//! Psi dissimilarity score and the DTW pipeline configuration.

use tracing::{debug, instrument};

use crate::auto_sum::{auto_sum, auto_sum_full};
use crate::constraint::BandConstraint;
use crate::cost::{CostPolicy, cost_matrix};
use crate::distance::Distance;
use crate::error::DtwError;
use crate::matrix::{Matrix, distance_matrix, lock_step_distance};
use crate::path::{CostPath, cost_path};
use crate::sequence::Sequence;

/// Combine a path sum and an auto-sum into psi.
///
/// `psi = (2 * path_sum - auto_sum) / auto_sum`, plus one when the cost
/// matrix allowed diagonal moves. A zero auto-sum yields NaN or infinity.
#[must_use]
pub fn psi_equation(path_sum: f64, auto_sum: f64, diagonal: bool) -> f64 {
    let psi = (2.0 * path_sum - auto_sum) / auto_sum;
    if diagonal { psi + 1.0 } else { psi }
}

/// Psi of two equal-length sequences compared row by row, without warping.
///
/// `psi = (lock_step_distance - auto_sum) / auto_sum + 1`.
///
/// # Errors
///
/// | Variant | Condition |
/// |---|---|
/// | [`DtwError::ColumnMismatch`] | the sequences differ in column count |
/// | [`DtwError::RowMismatch`] | the sequences differ in row count |
pub fn psi_lock_step(a: &Sequence, b: &Sequence, metric: Distance) -> Result<f64, DtwError> {
    let dist = lock_step_distance(a, b, metric)?;
    let auto = auto_sum_full(a, b, metric);
    Ok((dist - auto) / auto + 1.0)
}

/// Configuration of the DTW psi pipeline.
///
/// Construct via [`DtwConfig::new`] (or `Default`), then chain `with_*`
/// methods to override defaults.
///
/// # Defaults
///
/// | Parameter     | Default                          |
/// |---------------|----------------------------------|
/// | `distance`    | `Distance::Euclidean`            |
/// | `diagonal`    | true                             |
/// | `weighted`    | true                             |
/// | `trim_blocks` | false                            |
/// | `band`        | `BandConstraint::Unconstrained`  |
#[derive(Debug, Clone, Copy, PartialEq)]
pub struct DtwConfig {
    distance: Distance,
    diagonal: bool,
    weighted: bool,
    trim_blocks: bool,
    band: BandConstraint,
}

impl Default for DtwConfig {
    fn default() -> Self {
        Self::new()
    }
}

impl DtwConfig {
    /// Create a configuration with the documented defaults.
    #[must_use]
    pub fn new() -> Self {
        Self {
            distance: Distance::Euclidean,
            diagonal: true,
            weighted: true,
            trim_blocks: false,
            band: BandConstraint::Unconstrained,
        }
    }

    /// Set the row distance metric.
    #[must_use]
    pub fn with_distance(mut self, distance: Distance) -> Self {
        self.distance = distance;
        self
    }

    /// Allow or forbid diagonal moves.
    #[must_use]
    pub fn with_diagonal(mut self, diagonal: bool) -> Self {
        self.diagonal = diagonal;
        self
    }

    /// Weight diagonal moves by [`DIAGONAL_WEIGHT`](crate::DIAGONAL_WEIGHT).
    /// Enabling weighting also enables diagonal moves.
    #[must_use]
    pub fn with_weighted(mut self, weighted: bool) -> Self {
        self.weighted = weighted;
        self
    }

    /// Remove block interiors from the path before scoring.
    #[must_use]
    pub fn with_trim_blocks(mut self, trim_blocks: bool) -> Self {
        self.trim_blocks = trim_blocks;
        self
    }

    /// Restrict the path to a band around the diagonal.
    #[must_use]
    pub fn with_band(mut self, band: BandConstraint) -> Self {
        self.band = band;
        self
    }

    /// Return the row distance metric.
    #[must_use]
    pub fn distance(&self) -> Distance {
        self.distance
    }

    /// Return the cost-matrix policy implied by the `diagonal` and `weighted` flags.
    #[must_use]
    pub fn policy(&self) -> CostPolicy {
        CostPolicy::from_flags(self.diagonal, self.weighted)
    }

    /// Return whether diagonal moves are allowed, accounting for `weighted`.
    #[must_use]
    pub fn diagonal(&self) -> bool {
        self.policy().uses_diagonal()
    }

    /// Return whether diagonal moves are weighted.
    #[must_use]
    pub fn weighted(&self) -> bool {
        self.weighted
    }

    /// Return whether block interiors are trimmed.
    #[must_use]
    pub fn trim_blocks(&self) -> bool {
        self.trim_blocks
    }

    /// Return the band constraint.
    #[must_use]
    pub fn band(&self) -> BandConstraint {
        self.band
    }

    /// Run the full pipeline and keep every intermediate product.
    ///
    /// # Errors
    ///
    /// Returns [`DtwError::ColumnMismatch`] if the sequences differ in column count.
    #[instrument(skip(self, a, b), fields(a_rows = a.rows(), b_rows = b.rows(), distance = %self.distance))]
    pub fn align(&self, a: &Sequence, b: &Sequence) -> Result<Alignment, DtwError> {
        let dist = distance_matrix(a, b, self.distance)?;
        let policy = self.policy();
        let cost = cost_matrix(&dist, policy);
        let mut path = cost_path(&dist, &cost, policy.uses_diagonal(), self.band)?;
        if self.trim_blocks {
            path = path.trimmed();
        }

        let path_sum = path.sum();
        let auto_sum = auto_sum(a, b, self.distance, self.trim_blocks.then_some(&path));
        let psi = psi_equation(path_sum, auto_sum, policy.uses_diagonal());
        debug!(path_len = path.len(), path_sum, auto_sum, psi, "alignment complete");

        Ok(Alignment {
            distance: dist,
            cost,
            path,
            path_sum,
            auto_sum,
            psi,
        })
    }

    /// Return the least-cost path, trimmed when `trim_blocks` is set.
    ///
    /// # Errors
    ///
    /// Returns [`DtwError::ColumnMismatch`] if the sequences differ in column count.
    pub fn path(&self, a: &Sequence, b: &Sequence) -> Result<CostPath, DtwError> {
        self.align(a, b).map(|alignment| alignment.path)
    }

    /// Return psi for `a` and `b`.
    ///
    /// # Errors
    ///
    /// Returns [`DtwError::ColumnMismatch`] if the sequences differ in column count.
    pub fn psi(&self, a: &Sequence, b: &Sequence) -> Result<f64, DtwError> {
        self.align(a, b).map(|alignment| alignment.psi)
    }

    /// Psi of `a` and `b` along a fixed `path` found on other columns of the
    /// same rows.
    ///
    /// Step distances are recomputed on `a` and `b`; the auto-sum uses the
    /// path rows when trimming is enabled.
    ///
    /// # Errors
    ///
    /// | Variant | Condition |
    /// |---|---|
    /// | [`DtwError::ColumnMismatch`] | the sequences differ in column count |
    /// | [`DtwError::PathOutOfBounds`] | a path step references a missing row |
    pub fn psi_along(&self, a: &Sequence, b: &Sequence, path: &CostPath) -> Result<f64, DtwError> {
        let rescored = path.with_distances(a, b, self.distance)?;
        let auto_sum = auto_sum(a, b, self.distance, self.trim_blocks.then_some(&rescored));
        Ok(psi_equation(rescored.sum(), auto_sum, self.diagonal()))
    }
}

/// Every product of one DTW run.
#[derive(Debug, Clone, PartialEq)]
pub struct Alignment {
    distance: Matrix,
    cost: Matrix,
    path: CostPath,
    path_sum: f64,
    auto_sum: f64,
    psi: f64,
}

impl Alignment {
    /// Distance matrix, rows of the first sequence by rows of the second.
    #[must_use]
    pub fn distance_matrix(&self) -> &Matrix {
        &self.distance
    }

    /// Least-cost matrix.
    #[must_use]
    pub fn cost_matrix(&self) -> &Matrix {
        &self.cost
    }

    /// Least-cost path, trimmed if the configuration trims blocks.
    #[must_use]
    pub fn path(&self) -> &CostPath {
        &self.path
    }

    /// Sum of distances along the path.
    #[must_use]
    pub fn path_sum(&self) -> f64 {
        self.path_sum
    }

    /// Auto-sum used to normalise the path sum.
    #[must_use]
    pub fn auto_sum(&self) -> f64 {
        self.auto_sum
    }

    /// Psi dissimilarity score.
    #[must_use]
    pub fn psi(&self) -> f64 {
        self.psi
    }
}

/// Psi of `a` and `b` with a metric selected by name.
///
/// `weighted = true` implies `diagonal = true`.
///
/// # Errors
///
/// | Variant | Condition |
/// |---|---|
/// | [`DtwError::UnknownDistance`] | `metric` is not a known distance |
/// | [`DtwError::ColumnMismatch`] | the sequences differ in column count |
pub fn psi(
    a: &Sequence,
    b: &Sequence,
    metric: &str,
    diagonal: bool,
    weighted: bool,
    trim_blocks: bool,
) -> Result<f64, DtwError> {
    DtwConfig::new()
        .with_distance(metric.parse()?)
        .with_diagonal(diagonal)
        .with_weighted(weighted)
        .with_trim_blocks(trim_blocks)
        .psi(a, b)
}

#[cfg(test)]
mod tests {
    use super::*;

    fn seq(rows: &[[f64; 2]]) -> Sequence {
        let rows: Vec<Vec<f64>> = rows.iter().map(|r| r.to_vec()).collect();
        Sequence::from_rows(&rows).unwrap()
    }

    fn ramp(n: usize) -> Sequence {
        seq(&(0..n).map(|i| [i as f64, i as f64]).collect::<Vec<_>>())
    }

    #[test]
    fn equation_with_and_without_diagonal() {
        assert!((psi_equation(3.0, 5.0, false) - 0.2).abs() < 1e-12);
        assert!((psi_equation(1.0, 5.0, true) - 0.4).abs() < 1e-12);
        assert_eq!(psi_equation(0.0, 4.0, true), 0.0);
    }

    #[test]
    fn zero_auto_sum_propagates() {
        assert!(psi_equation(0.0, 0.0, false).is_nan());
        assert!(psi_equation(1.0, 0.0, false).is_infinite());
    }

    #[test]
    fn defaults() {
        let config = DtwConfig::default();
        assert_eq!(config.distance(), Distance::Euclidean);
        assert_eq!(config.policy(), CostPolicy::WeightedDiagonal);
        assert!(config.diagonal());
        assert!(!config.trim_blocks());
        assert_eq!(config.band(), BandConstraint::Unconstrained);
    }

    #[test]
    fn weighted_implies_diagonal() {
        let config = DtwConfig::new().with_diagonal(false).with_weighted(true);
        assert!(config.diagonal());
        let config = DtwConfig::new().with_diagonal(false).with_weighted(false);
        assert_eq!(config.policy(), CostPolicy::Orthogonal);
    }

    #[test]
    fn self_comparison_is_zero() {
        let a = seq(&[[0.0, 1.0], [2.0, 0.5], [1.0, 3.0], [4.0, 2.0]]);
        let psi = DtwConfig::new().psi(&a, &a).unwrap();
        assert_eq!(psi, 0.0);
    }

    #[test]
    fn orthogonal_scenario() {
        let config = DtwConfig::new().with_diagonal(false).with_weighted(false);
        let alignment = config.align(&ramp(4), &ramp(3)).unwrap();
        let s = 2.0_f64.sqrt();
        assert_eq!(alignment.path().len(), 6);
        assert!((alignment.path_sum() - 3.0 * s).abs() < 1e-12);
        assert!((alignment.auto_sum() - 5.0 * s).abs() < 1e-12);
        assert!((alignment.psi() - 0.2).abs() < 1e-12);
    }

    #[test]
    fn diagonal_scenario() {
        let config = DtwConfig::new().with_weighted(false);
        let alignment = config.align(&ramp(4), &ramp(3)).unwrap();
        assert_eq!(alignment.path().len(), 4);
        assert!((alignment.psi() - 0.4).abs() < 1e-12);
    }

    #[test]
    fn psi_along_own_path_matches_psi() {
        let a = seq(&[[0.0, 1.0], [2.0, 0.5], [1.0, 3.0]]);
        let b = seq(&[[1.0, 1.0], [0.0, 2.0], [3.0, 1.0], [2.0, 2.0]]);
        let config = DtwConfig::new();
        let alignment = config.align(&a, &b).unwrap();
        let along = config.psi_along(&a, &b, alignment.path()).unwrap();
        assert!((along - alignment.psi()).abs() < 1e-12);
    }

    #[test]
    fn lock_step_of_identical_sequences_is_zero() {
        let a = ramp(5);
        assert_eq!(psi_lock_step(&a, &a, Distance::Manhattan).unwrap(), 0.0);
    }

    #[test]
    fn lock_step_value() {
        let a = seq(&[[0.0, 0.0], [1.0, 0.0]]);
        let b = seq(&[[0.0, 1.0], [1.0, 1.0]]);
        // lock-step 2, auto-sum 2 -> (2 - 2) / 2 + 1 = 1
        assert_eq!(psi_lock_step(&a, &b, Distance::Manhattan).unwrap(), 1.0);
    }

    #[test]
    fn free_function_parses_metric() {
        let a = ramp(4);
        let b = ramp(3);
        let value = psi(&a, &b, "euc", false, false, false).unwrap();
        assert!((value - 0.2).abs() < 1e-12);
        assert!(matches!(
            psi(&a, &b, "nope", true, true, false),
            Err(DtwError::UnknownDistance { .. })
        ));
    }

    #[test]
    fn column_mismatch() {
        let a = ramp(3);
        let b = Sequence::from_rows(&[vec![1.0]]).unwrap();
        assert!(matches!(
            DtwConfig::new().psi(&a, &b),
            Err(DtwError::ColumnMismatch { .. })
        ));
    }
}
//! Seeded row shuffles used to build null distributions of psi.

use std::fmt;
use std::str::FromStr;

use distantia_dtw::Sequence;
use rand::{Rng, SeedableRng};
use rand_chacha::ChaCha8Rng;

use crate::error::AnalysisError;

/// Row-shuffling policy.
///
/// "By row" policies move whole rows and keep the values of each observation
/// together; the others shuffle every column independently. "Restricted"
/// policies only exchange rows within contiguous blocks of `block_size` rows,
/// while "free" policies treat the whole sequence as a single block.
#[derive(Debug, Clone, Copy, Default, PartialEq, Eq, Hash)]
pub enum Permutation {
    /// Independent shuffle of each column over the whole sequence.
    Free,
    /// Shuffle of whole rows over the whole sequence.
    FreeByRow,
    /// Independent shuffle of each column within blocks.
    Restricted,
    /// Shuffle of whole rows within blocks.
    #[default]
    RestrictedByRow,
}

impl Permutation {
    /// All policies.
    pub const ALL: [Permutation; 4] = [
        Permutation::Free,
        Permutation::FreeByRow,
        Permutation::Restricted,
        Permutation::RestrictedByRow,
    ];

    /// Canonical name.
    #[must_use]
    pub fn name(self) -> &'static str {
        match self {
            Self::Free => "free",
            Self::FreeByRow => "free_by_row",
            Self::Restricted => "restricted",
            Self::RestrictedByRow => "restricted_by_row",
        }
    }
}

impl fmt::Display for Permutation {
    fn fmt(&self, f: &mut fmt::Formatter<'_>) -> fmt::Result {
        f.write_str(self.name())
    }
}

impl FromStr for Permutation {
    type Err = AnalysisError;

    fn from_str(s: &str) -> Result<Self, Self::Err> {
        let key = s.trim();
        Self::ALL
            .into_iter()
            .find(|p| p.name().eq_ignore_ascii_case(key))
            .ok_or_else(|| AnalysisError::UnknownPermutation { name: s.to_string() })
    }
}

/// Return a shuffled copy of `seq`.
///
/// Walks each block forward: row `j` is exchanged with a uniformly drawn row
/// in `j..block_end`. Row policies draw one target per row; column policies
/// draw one target per cell. `block_size` is clamped to `[2, rows]` and
/// ignored by the free policies. Sequences with fewer than two rows are
/// returned unchanged. Column names are kept.
///
/// The same `(seq, permutation, block_size, seed)` always gives the same output.
///
/// # Errors
///
/// Returns [`AnalysisError::Dtw`] if the shuffled values cannot form a sequence,
/// which does not happen for a valid input.
pub fn permute(
    seq: &Sequence,
    permutation: Permutation,
    block_size: usize,
    seed: u64,
) -> Result<Sequence, AnalysisError> {
    let rows = seq.rows();
    if rows < 2 {
        return Ok(seq.clone());
    }

    let cols = seq.cols();
    let mut data = seq.as_matrix().as_slice().to_vec();
    let mut rng = ChaCha8Rng::seed_from_u64(seed);

    let block = match permutation {
        Permutation::Free | Permutation::FreeByRow => rows,
        Permutation::Restricted | Permutation::RestrictedByRow => block_size.clamp(2, rows),
    };
    let by_row = matches!(permutation, Permutation::FreeByRow | Permutation::RestrictedByRow);

    for start in (0..rows).step_by(block) {
        let end = (start + block).min(rows);
        for j in start..end.saturating_sub(1) {
            if by_row {
                let target = rng.gen_range(j..end);
                swap_cells(&mut data, cols, j, target, 0..cols);
            } else {
                for k in 0..cols {
                    let target = rng.gen_range(j..end);
                    swap_cells(&mut data, cols, j, target, k..k + 1);
                }
            }
        }
    }

    let permuted =
        Sequence::from_row_major(rows, cols, data)?.with_column_names(seq.column_names().to_vec())?;
    Ok(permuted)
}

fn swap_cells(data: &mut [f64], cols: usize, i: usize, j: usize, columns: std::ops::Range<usize>) {
    if i == j {
        return;
    }
    for k in columns {
        data.swap(i * cols + k, j * cols + k);
    }
}
//! Analyses built on the psi pipeline: seeded permutations, null
//! distributions of psi, and variable importance.
//!
//! Every random draw comes from a `ChaCha8Rng` seeded per call, so results
//! are reproducible and independent of the rayon thread count.

mod error;
mod importance;
mod null;
mod permute;

pub use error::AnalysisError;
pub use importance::{
    ImportanceMethod, VariableImportance, importance, importance_lock_step, variable_importance,
};
pub use null::{NullConfig, null_psi, null_psi_lock_step};
pub use permute::{Permutation, permute};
__________
=== What to work on ===
Answer required as a bare number: state how many lines in the material contain the word "PartialEq".

=== Result below ===
3